Confidence interval

In statistics, a confidence interval (CI) is a range of values used to estimate an unknown statistical parameter, such as a population mean. Rather than reporting a single point estimate (e.g. "the average screen time is 3 hours per day"), a confidence interval provides a range, such as 2 to 4 hours, along with a specified confidence level, typically 95%.

A 95% confidence level does not imply a 95% probability that the true parameter lies within a particular calculated interval. The confidence level instead reflects the long-run reliability of the method used to generate the interval. In other words, if the same sampling procedure were repeated 100 times from the same population, approximately 95 of the resulting intervals would be expected to contain the true population mean.

Let ${\displaystyle X}$ be a random sample from a probability distribution with statistical parameter ${\displaystyle (\theta ,\varphi )}$. Here, ${\displaystyle \theta }$ is the quantity to be estimated, while ${\displaystyle \varphi }$ includes other parameters (if any) that determine the distribution. A confidence interval for the parameter ${\displaystyle \theta }$, with confidence level or coefficient ${\displaystyle \gamma }$, is an interval ${\displaystyle (u(X),v(X))}$ determined by random variables ${\displaystyle u(X)}$ and ${\displaystyle v(X)}$ with the property: $${\displaystyle P(u(X)<\theta <v(X))=\gamma \quad {\text{for all }}(\theta ,\varphi ).}$$

The number ${\displaystyle \gamma }$, which is typically large (e.g. 0.95), is sometimes given in the form ${\displaystyle 1-\alpha }$ (or as a percentage ${\displaystyle 100\%\cdot (1-\alpha )}$), where ${\displaystyle \alpha }$ is a small positive number, often 0.05. It means that the interval ${\textstyle (u(X),v(X))}$ has a probability ${\textstyle \gamma }$ of covering the value of ${\textstyle \theta }$ in repeated sampling.

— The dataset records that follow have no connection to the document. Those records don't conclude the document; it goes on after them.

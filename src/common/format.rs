use colored::*;
use std::time::SystemTime;

/// Format bytes into human-readable size string
pub fn format_size(bytes: u64) -> String {
    const KB: u64 = 1024;
    const MB: u64 = KB * 1024;
    const GB: u64 = MB * 1024;
    const TB: u64 = GB * 1024;

    if bytes >= TB {
        format!("{:.2} TB", bytes as f64 / TB as f64)
    } else if bytes >= GB {
        format!("{:.2} GB", bytes as f64 / GB as f64)
    } else if bytes >= MB {
        format!("{:.2} MB", bytes as f64 / MB as f64)
    } else if bytes >= KB {
        format!("{:.1} KB", bytes as f64 / KB as f64)
    } else {
        format!("{} B", bytes)
    }
}

/// Format file count with appropriate plural
pub fn format_count(count: usize) -> String {
    if count == 1 {
        "1 file".to_string()
    } else {
        format!("{} files", count)
    }
}

/// Format a path for display, replacing home directory with ~
pub fn format_path(path: &std::path::Path) -> String {
    if let Some(home) = dirs::home_dir() {
        if let Ok(stripped) = path.strip_prefix(&home) {
            return format!("~/{}", stripped.display());
        }
    }
    path.display().to_string()
}

/// Format duration in human-readable form
pub fn format_duration(secs: f64) -> String {
    if secs < 1.0 {
        format!("{:.0}ms", secs * 1000.0)
    } else if secs < 60.0 {
        format!("{:.1}s", secs)
    } else {
        let mins = (secs / 60.0).floor() as u64;
        let remaining = secs - (mins as f64 * 60.0);
        format!("{}m {:.0}s", mins, remaining)
    }
}

/// Whole days between `modified` and `now`, e.g. "35 days old"
pub fn format_age(modified: SystemTime, now: SystemTime) -> String {
    let days = now
        .duration_since(modified)
        .map(|d| d.as_secs() / 86_400)
        .unwrap_or(0);
    match days {
        0 => "today".to_string(),
        1 => "1 day old".to_string(),
        n => format!("{} days old", n),
    }
}

/// Print a section header
pub fn print_header(title: &str) {
    println!();
    println!("{}", title.bold().underline());
    println!();
}

/// Print a key-value pair
pub fn print_kv(key: &str, value: &str) {
    println!("  {}: {}", key.dimmed(), value);
}

#[cfg(test)]
mod tests {
    use super::*;
    use std::time::Duration;

    #[test]
    fn test_format_size() {
        assert_eq!(format_size(0), "0 B");
        assert_eq!(format_size(512), "512 B");
        assert_eq!(format_size(1024), "1.0 KB");
        assert_eq!(format_size(1536), "1.5 KB");
        assert_eq!(format_size(1048576), "1.00 MB");
        assert_eq!(format_size(1073741824), "1.00 GB");
        assert_eq!(format_size(1099511627776), "1.00 TB");
    }

    #[test]
    fn test_format_count() {
        assert_eq!(format_count(0), "0 files");
        assert_eq!(format_count(1), "1 file");
        assert_eq!(format_count(42), "42 files");
    }

    #[test]
    fn test_format_duration() {
        assert_eq!(format_duration(0.5), "500ms");
        assert_eq!(format_duration(3.7), "3.7s");
        assert_eq!(format_duration(125.0), "2m 5s");
    }

    #[test]
    fn test_format_age() {
        let now = SystemTime::UNIX_EPOCH + Duration::from_secs(100 * 86_400);
        assert_eq!(format_age(now, now), "today");
        assert_eq!(format_age(now - Duration::from_secs(86_400), now), "1 day old");
        assert_eq!(format_age(now - Duration::from_secs(35 * 86_400), now), "35 days old");
        // Modified in the future (clock skew)
        assert_eq!(format_age(now + Duration::from_secs(60), now), "today");
    }
}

In many applications, confidence intervals that have exactly the required confidence level are hard to construct, but approximate intervals can be computed. The rule for constructing the interval may be accepted if

$${\displaystyle P(u(X)<\theta <v(X))\approx \ \gamma }$$

to an acceptable level of approximation. Alternatively, some authors simply require that

$${\displaystyle P(u(X)<\theta <v(X))\geq \ \gamma }$$ When it is known that the coverage probability can be strictly larger than ${\displaystyle \gamma }$ for some parameter values, the confidence interval is called conservative, i.e., it errs on the safe side; which also means that the interval can be wider than need be.